Smart Ingest is msh's cost-optimization engine. Unlike traditional ELT tools that load everything and then filter it down, msh analyzes your SQL transformations to determine exactly which columns are needed from the source.

How It Works

  1. Parse: msh parses your .msh (SQL) files to identify SELECT statements.
  2. Resolve: It traces these columns back to the source definition.
  3. Fetch: It instructs the ingestion engine (dlt) to fetch only those specific columns from the API or database.

This drastically reduces:

  • Egress costs from APIs.
  • Storage costs in your warehouse.
  • Compute time for processing.

The SQL Parsing Logic

msh uses a multi-stage compiler to extract column dependencies:

Stage 1: AST Parsing

Your .msh file is parsed into an Abstract Syntax Tree (AST):

-- models/leads.msh
SELECT
email,
status,
UPPER(company_name) as company
FROM source('salesforce', 'Lead')
WHERE status = 'New'

The compiler identifies:

  • Selected columns: email, status, company_name
  • Filter columns: status
  • Source reference: salesforce.Lead

Stage 2: Column Resolution

msh resolves these columns to the source schema and generates an optimized fetch specification.

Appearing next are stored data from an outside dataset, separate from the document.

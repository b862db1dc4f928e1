//! Similarity search engine and port traits for Echo-Locator.
//!
//! This crate defines the "ports" (embedder, asset store, item repository,
//! content hasher) that the infrastructure layer implements, and the engine
//! built on them: the snapshot-isolated item store, the similarity index,
//! the ingestion pipeline, the stats aggregator and the query gateway. It
//! depends only on `echolocator-types` -- never on `echolocator-infra` or any
//! database/model crate.

pub mod embedding;
pub mod index;
pub mod ingest;
pub mod repository;
pub mod service;
pub mod stats;
pub mod storage;
pub mod store;

#[cfg(test)]
pub(crate) mod testing;
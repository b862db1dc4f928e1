//! Stats aggregator: summary counters over one store snapshot.
//!
//! The location histogram is the only part whose cost grows with the corpus
//! and is independent of wall-clock time, so it is cached against the
//! snapshot version. Every committed insert bumps the version, which makes
//! the next read recompute it.

use std::collections::HashMap;
use std::sync::{Arc, Mutex};

use chrono::{DateTime, TimeDelta, Utc};

use echolocator_types::config::StatsConfig;
use echolocator_types::stats::{LocationCount, StatsSnapshot};

use crate::store::{ItemStore, StoreSnapshot};

#[derive(Debug)]
struct LocationHistogram {
    version: u64,
    /// Every location, ranked by count descending then name ascending.
    ranked: Arc<Vec<LocationCount>>,
}

/// Computes [`StatsSnapshot`]s for a store.
#[derive(Debug)]
pub struct StatsAggregator {
    store: Arc<ItemStore>,
    top_n: usize,
    /// `None` when the configured window is too large to represent; every
    /// item then counts as recent.
    window: Option<TimeDelta>,
    cache: Mutex<Option<LocationHistogram>>,
}

impl StatsAggregator {
    pub fn new(store: Arc<ItemStore>, config: &StatsConfig) -> Self {
        Self {
            store,
            top_n: config.top_locations,
            window: TimeDelta::try_days(config.recent_window_days.max(0)),
            cache: Mutex::new(None),
        }
    }

    /// Stats as of the current wall-clock time.
    pub fn compute(&self) -> StatsSnapshot {
        self.compute_at(Utc::now())
    }

    /// Stats with the recency window ending at `now`.
    pub fn compute_at(&self, now: DateTime<Utc>) -> StatsSnapshot {
        let snapshot = self.store.snapshot();
        let ranked = self.ranked_locations(&snapshot);
        let recent = match self.window.and_then(|window| now.checked_sub_signed(window)) {
            Some(cutoff) => snapshot.count_since(cutoff),
            None => snapshot.len(),
        };

        StatsSnapshot {
            total_items: snapshot.len() as u64,
            unique_locations: ranked.len() as u64,
            items_last_7_days: recent as u64,
            last_uploaded_at: snapshot.latest().map(|item| item.created_at),
            top_locations: ranked.iter().take(self.top_n).cloned().collect(),
        }
    }

    fn ranked_locations(&self, snapshot: &StoreSnapshot) -> Arc<Vec<LocationCount>> {
        let mut cache = self
            .cache
            .lock()
            .unwrap_or_else(|poisoned| poisoned.into_inner());

        if let Some(hist) = cache.as_ref().filter(|h| h.version == snapshot.version()) {
            return Arc::clone(&hist.ranked);
        }

        let ranked = Arc::new(rank_locations(snapshot));
        *cache = Some(LocationHistogram {
            version: snapshot.version(),
            ranked: Arc::clone(&ranked),
        });
        tracing::debug!(
            version = snapshot.version(),
            locations = ranked.len(),
            "location histogram rebuilt"
        );
        ranked
    }
}

fn rank_locations(snapshot: &StoreSnapshot) -> Vec<LocationCount> {
    let mut counts: HashMap<&str, u64> = HashMap::new();
    for item in snapshot.iter() {
        *counts.entry(item.location.as_str()).or_default() += 1;
    }

    let mut ranked: Vec<LocationCount> = counts
        .into_iter()
        .map(|(location, count)| LocationCount {
            location: location.to_string(),
            count,
        })
        .collect();
    ranked.sort_by(|a, b| b.count.cmp(&a.count).then_with(|| a.location.cmp(&b.location)));
    ranked
}
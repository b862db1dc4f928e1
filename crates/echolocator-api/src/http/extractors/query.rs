//! Query parameter extractors for list and search endpoints.

use serde::Deserialize;

use echolocator_core::service::gateway::SearchRequest;

/// `?limit=` on the listing endpoints. Absent means the listing's default.
#[derive(Debug, Deserialize, Default)]
pub struct LimitQuery {
    pub limit: Option<i64>,
}

/// Query parameters for `GET /api/search`.
///
/// `query` is optional here so a missing parameter reaches the gateway's
/// length check and gets the same message as a too-short one.
#[derive(Debug, Deserialize, Default)]
pub struct SearchQuery {
    pub query: Option<String>,
    pub threshold: Option<f32>,
    pub top_k: Option<i64>,
    pub location: Option<String>,
}

impl From<SearchQuery> for SearchRequest {
    fn from(q: SearchQuery) -> Self {
        SearchRequest {
            query: q.query.unwrap_or_default(),
            threshold: q.threshold,
            top_k: q.top_k,
            location: q.location,
        }
    }
}
//! Tracing subscriber initialization with structured logging and optional
//! OpenTelemetry trace export.
//!
//! # Usage
//!
//! ```no_run
//! // Structured logging at `info`, overridable through RUST_LOG
//! echolocator_observe::tracing_setup::init_tracing("info", false).unwrap();
//!
//! // With OpenTelemetry export to stdout (for local development)
//! echolocator_observe::tracing_setup::init_tracing("debug", true).unwrap();
//! ```

use opentelemetry::trace::TracerProvider as _;
use opentelemetry_sdk::trace::SdkTracerProvider;
use tracing_subscriber::EnvFilter;
use tracing_subscriber::fmt::format::FmtSpan;
use tracing_subscriber::layer::SubscriberExt;
use tracing_subscriber::util::SubscriberInitExt;

use std::sync::OnceLock;

/// Stores the OTel tracer provider so it can be shut down cleanly on exit.
static TRACER_PROVIDER: OnceLock<SdkTracerProvider> = OnceLock::new();

/// Build the filter: `RUST_LOG` when set and valid, else `default_filter`.
pub fn env_filter(default_filter: &str) -> EnvFilter {
    EnvFilter::try_from_default_env().unwrap_or_else(|_| EnvFilter::new(default_filter))
}

/// Initialize the global tracing subscriber.
///
/// - Always installs a `fmt` layer on stderr with target visibility and span
///   close timing, so command output on stdout stays machine-readable.
/// - When `enable_otel` is true, additionally bridges tracing spans to
///   OpenTelemetry using a stdout exporter.
///
/// # Errors
///
/// Returns an error if the global subscriber has already been set.
pub fn init_tracing(
    default_filter: &str,
    enable_otel: bool,
) -> Result<(), Box<dyn std::error::Error + Send + Sync>> {
    let fmt_layer = tracing_subscriber::fmt::layer()
        .with_writer(std::io::stderr)
        .with_target(true)
        .with_span_events(FmtSpan::CLOSE);

    let filter = env_filter(default_filter);

    if enable_otel {
        let provider = SdkTracerProvider::builder()
            .with_simple_exporter(opentelemetry_stdout::SpanExporter::default())
            .build();
        let tracer = provider.tracer("echolocator");
        let otel_layer = tracing_opentelemetry::layer().with_tracer(tracer);

        let _ = TRACER_PROVIDER.set(provider.clone());
        opentelemetry::global::set_tracer_provider(provider);

        tracing_subscriber::registry()
            .with(filter)
            .with(fmt_layer)
            .with(otel_layer)
            .try_init()?;
    } else {
        tracing_subscriber::registry()
            .with(filter)
            .with(fmt_layer)
            .try_init()?;
    }

    Ok(())
}

/// Flush pending traces and shut down the OpenTelemetry tracer provider.
///
/// No-op when OTel was not enabled.
pub fn shutdown_tracing() {
    if let Some(provider) = TRACER_PROVIDER.get() {
        if let Err(e) = provider.shutdown() {
            eprintln!("Warning: OTel tracer provider shutdown error: {e}");
        }
    }
}
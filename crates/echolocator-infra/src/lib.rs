//! Infrastructure layer for Echo-Locator.
//!
//! Contains implementations of the ports defined in `echolocator-core`:
//! SQLite item persistence, the local-filesystem image store, the fastembed
//! CLIP and offline embedders, SHA-256 content hashing, and configuration
//! and data-directory resolution.

pub mod config;
pub mod crypto;
pub mod filesystem;
pub mod sqlite;
pub mod storage;
pub mod vector;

Stage 3: Optimized Query Generation

For API sources, msh generates a field list:

# Generated dlt configuration
salesforce_resource = salesforce.Lead(
fields=['email', 'status', 'company_name'] # Only 3 of 500+ fields
)

For SQL sources (DB-to-DB), msh generates an optimized SELECT:

-- Instead of: SELECT * FROM legacy_db.leads
-- msh generates:
SELECT
email,
status,
company_name
FROM legacy_db.leads
WHERE status = 'New'

Example: API Source Optimization

Consider a Salesforce Lead object with 500+ columns. You only care about the email and status.

Traditional ELT

Loads all 500 columns into a landing table, then you select 2.

API Request:

GET /services/data/v58.0/query?q=SELECT * FROM Lead

Result: 500 columns × 10,000 rows = 5M data points transferred.

msh Smart Ingest

You write:

-- models/leads.msh
SELECT
email,
status
FROM source('salesforce', 'Lead')
WHERE status = 'New'

Optimized API Request:

GET /services/data/v58.0/query?q=SELECT email, status FROM Lead WHERE status='New'

Result: 2 columns × 10,000 rows = 20K data points transferred.

info

Smart Ingest happens automatically. You don't need to configure anything—just write your SQL.

success

Result: 99% reduction in data volume for wide tables.

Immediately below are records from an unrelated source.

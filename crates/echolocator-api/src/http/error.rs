//! Application error type mapping to HTTP status codes and envelope format.

use axum::Json;
use axum::http::StatusCode;
use axum::response::{IntoResponse, Response};

use echolocator_core::service::gateway::GatewayError;
use echolocator_types::error::ErrorKind;

use crate::http::response::ApiResponse;

/// Application-level error that maps to HTTP responses.
///
/// Messages are already safe for callers: the gateway has replaced internal
/// details with public wording.
#[derive(Debug)]
pub struct AppError {
    pub kind: ErrorKind,
    pub message: String,
}

impl AppError {
    pub fn validation(message: impl Into<String>) -> Self {
        Self {
            kind: ErrorKind::Validation,
            message: message.into(),
        }
    }

    fn status_and_code(&self) -> (StatusCode, &'static str) {
        match self.kind {
            ErrorKind::Validation => (StatusCode::BAD_REQUEST, "VALIDATION_ERROR"),
            ErrorKind::NotFound => (StatusCode::NOT_FOUND, "NOT_FOUND"),
            ErrorKind::Embedding => (StatusCode::SERVICE_UNAVAILABLE, "EMBEDDING_UNAVAILABLE"),
            ErrorKind::Storage => (StatusCode::INTERNAL_SERVER_ERROR, "STORAGE_ERROR"),
        }
    }
}

impl From<GatewayError> for AppError {
    fn from(e: GatewayError) -> Self {
        Self {
            kind: e.kind,
            message: e.message,
        }
    }
}

impl IntoResponse for AppError {
    fn into_response(self) -> Response {
        let (status, code) = self.status_and_code();
        let request_id = uuid::Uuid::now_v7().to_string();
        if status.is_server_error() {
            tracing::warn!(%request_id, code, message = %self.message, "request failed");
        }
        let body = ApiResponse::error(code, &self.message, request_id, 0);
        (status, Json(body)).into_response()
    }
}
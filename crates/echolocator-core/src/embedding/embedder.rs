//! Embedder trait for image/text-to-vector conversion.
//!
//! Images and text are embedded into one shared space, so a text query can
//! be ranked against photographed items. Implementations live in
//! echolocator-infra.

use echolocator_types::error::EmbeddingError;

/// Input accepted by an [`Embedder`].
#[derive(Debug, Clone, Copy)]
pub enum EmbedInput<'a> {
    /// Encoded image bytes (JPEG, PNG or WEBP).
    Image(&'a [u8]),
    /// Natural-language text.
    Text(&'a str),
}

impl EmbedInput<'_> {
    /// Short label for logs and spans.
    pub fn modality(&self) -> &'static str {
        match self {
            EmbedInput::Image(_) => "image",
            EmbedInput::Text(_) => "text",
        }
    }
}

/// Trait for converting images and text into embedding vectors.
///
/// Uses RPITIT (native async fn in traits, Rust 2024 edition).
/// Implementations must be deterministic for a given input and model version.
pub trait Embedder: Send + Sync {
    /// Embed a single input into a vector of length [`Embedder::dimension`].
    fn embed(
        &self,
        input: EmbedInput<'_>,
    ) -> impl std::future::Future<Output = Result<Vec<f32>, EmbeddingError>> + Send;

    /// The model name used for embeddings (e.g., "clip-vit-b-32").
    fn model_name(&self) -> &str;

    /// The dimensionality of the output vectors.
    fn dimension(&self) -> usize;
}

Example: SQL Source Optimization

For database-to-database replication:

# models/legacy_users.msh
source:
type: dlt
source_name: sql_database
credentials: ${SOURCE_DB}
table: users

sql: |
SELECT
user_id,
email,
created_at
FROM source('sql_database', 'users')
WHERE created_at > CURRENT_DATE - INTERVAL '7 days'

Without Smart Ingest:

-- Full table scan
SELECT * FROM legacy_db.users

With Smart Ingest:

-- Optimized query with column pruning and predicate pushdown
SELECT user_id, email, created_at
FROM legacy_db.users
WHERE created_at > CURRENT_DATE - INTERVAL '7 days'

This reduces both network transfer and source database load.